Charlotte Bourdillon

Charlotte Bourdillon (Kakenya Center for Excellence – KCE): In the summer of 2009, Charlotte worked with an indigenous women's weaving group in Temuco, Chile. She received her B.A. in Community Health and International Relations from Tufts University in 2010. Prior to her AP fellowship, Charlotte also worked with a health and community-led development initiative in Haiti, called RESPE:Ayiti. Charlotte also interned at Physicians for Human Rights in Cambridge, MA. After her fellowship Charlotte wrote: “I can look at so many deliverables that I am proud of; things I am especially happy to have been able to achieve in the low-resource area I was working in."



Ask the boys: “would you like to have a circumcised girl or uncircumcised?”

03 Sep

In this post I want to explain how activist Helen Rotich has addressed the male and youth angles of eradicating FGC. One of the most interesting misconceptions about the grip that FGC has on the Maasai is  that it is driven by males, where as in fact the practice is perpetuated just as much and more so by women. Still, incorporating men is an important step in any community engagement effort to decrease circumcision and early marriage, since men have a monopoly on the important positions and government offices in the community.

Hellen leading a lecture on FGC during our April Health and Leadership Workshop

Men Initiative:

At the same time as she was working with traditional circumcisers, Helen also formed group called Men Initiative, to which she invited leaders in the community including village elders, medical personel, public health officers, chiefs, head teachers, government officers – the people she believed parents would listen to. She also invited some “dynamic youths” she felt would be able to help sensitize the other youths. So, as a volunteer, she called them together for a seminar, providing them tea and the like to get them involved.

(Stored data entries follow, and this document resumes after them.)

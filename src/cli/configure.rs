use std::error::Error;

use crate::cli::exit_with_config_error;
use crate::core::config::data::path_display;
use crate::core::config::Config;

/// Fields given to `seek config`; `None` leaves the stored value alone.
#[derive(Debug, Default, Clone, PartialEq)]
pub struct ConfigUpdate {
    pub api_key: Option<String>,
    pub model: Option<String>,
    pub temperature: Option<f64>,
    pub max_tokens: Option<u32>,
    pub base_url: Option<String>,
}

impl ConfigUpdate {
    pub fn apply(&self, config: &mut Config) {
        if let Some(api_key) = &self.api_key {
            config.api_key = api_key.trim().to_string();
        }
        if let Some(model) = &self.model {
            config.default_model = model.trim().to_string();
        }
        if let Some(temperature) = self.temperature {
            config.temperature = temperature;
        }
        if let Some(max_tokens) = self.max_tokens {
            config.max_tokens = max_tokens;
        }
        if let Some(base_url) = &self.base_url {
            let base_url = base_url.trim();
            config.base_url = (!base_url.is_empty()).then(|| base_url.to_string());
        }
    }
}

pub fn parse_temperature(value: &str) -> Result<f64, String> {
    let temperature: f64 = value
        .trim()
        .parse()
        .map_err(|_| format!("'{value}' is not a number"))?;
    if (0.0..=2.0).contains(&temperature) {
        Ok(temperature)
    } else {
        Err(format!("temperature must be between 0.0 and 2.0, got {temperature}"))
    }
}

pub fn run_config(update: ConfigUpdate) -> Result<(), Box<dyn Error>> {
    let path = Config::get_config_path().unwrap_or_else(|e| exit_with_config_error(e));
    let mut config = Config::load_from_path(&path).unwrap_or_else(|e| exit_with_config_error(e));

    update.apply(&mut config);
    config.save_to_path(&path)?;

    println!("✅ Configuration updated: {}", path_display(&path));
    config.print_all();
    Ok(())
}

To these men, Helen explained the dangers of various forms of violence against women, “of course not calling it really those names, because then they would see it like “we want to fight men,” so just saying things like “our daughters are going things that others are not going through, and maybe it is outdated.”” She called on these men to use every forum they could, such as when chiefs call barazas (a meeting during which chiefs call the community together to distribute information), to disseminate their message. Helen explains that it helps to have the men on board “because as a woman, if you stand, people might not take it so seriously. Because people just say, “women, they talk like that. Women, you know?” And they will not see a sense”

The youth, and the “Sisters’ keepers:”

While reaching out to circumcisers is sort of “cool” – it feels somehow like one must really be getting to the illicit side of the activity – it does nothing to stop the demand for their services, and this is why she is also targeting mothers and youth, the groups who actually generate demand for FGC.

She used the same women she had extracted from the menacing world of cutting for cash to act as trainers and facilitators when she held seminars for young girls.  Every holiday when schools close, she brings together girls of different ages, preparing them with information appropriate for their age. At the end of primary school, she hosts a rite of passage ceremony for them, and a full weeklong training. They train these youths in different capacity building techniques empower them to be able “to pressurize their villages to understand “hey we don’t need any more of circumcision for girls.”

But educating girls brought up another challenge: educated girls who are rejecting FGM will still “need to be married” to boys from around the community. So, sensing the need to train boys as well, she started programs on gender equality with the male youth. In this forum, she trained them on gender-based violence, including FGM and rape, and then she promoted open debate on topics like “would you like to have a circumcised girl or uncircumcised?” Says Helen; “when they come to know the difference between a circumcised girl and uncircumcised, and what they can even enjoy in their relationship when they are married, they start of course also not wanting a circumcised girl.”

“Through those kind of debates then they get to learn more, and getting more facts about FGM, the impacts, the consequences, and how that has brought us down in our community that the girls are not competitive enough with other women from other areas, then they start now being the sister’s keeper.”  Saying this, Helen lights up with a mischevious and clever smile. “So the girls don’t have to run away from home because the brother is there to say “no what do you want her to do that?” So it became a kind of a teamwork in fighting FGM.”

Unfortunately, Helen hasn’t gotten any formal evaluation of the effectiveness of her program, mainly for lack of funding. Anecdotally, it sounds like it has been extremely effective, and at the very least it is an innovative approach coming from a woman from within the community. Impressed as I am, however, I am a big proponent of results-based interventions. Still, Helen is a woman who faced major obstacles but who knew what she needed to do to combat FGM because of her experience with a twice cut pubic area and a cruelly oppressive society.


 

Posted By Charlotte Bourdillon

Posted Sep 3rd, 2011

2 Comments

  • pegah

    September 4, 2011

     

    This is a highly informative blog Charlotte and I’m glad you pointed out the need to educated the male community as well. Helen’s workshops are exactly the jump start they need to bring about change throughout the region.

  • sara mccracken

    October 25, 2011

     

    yes,I doubt anything will change if only the women understand. Great idea to have brothers protect their sisters.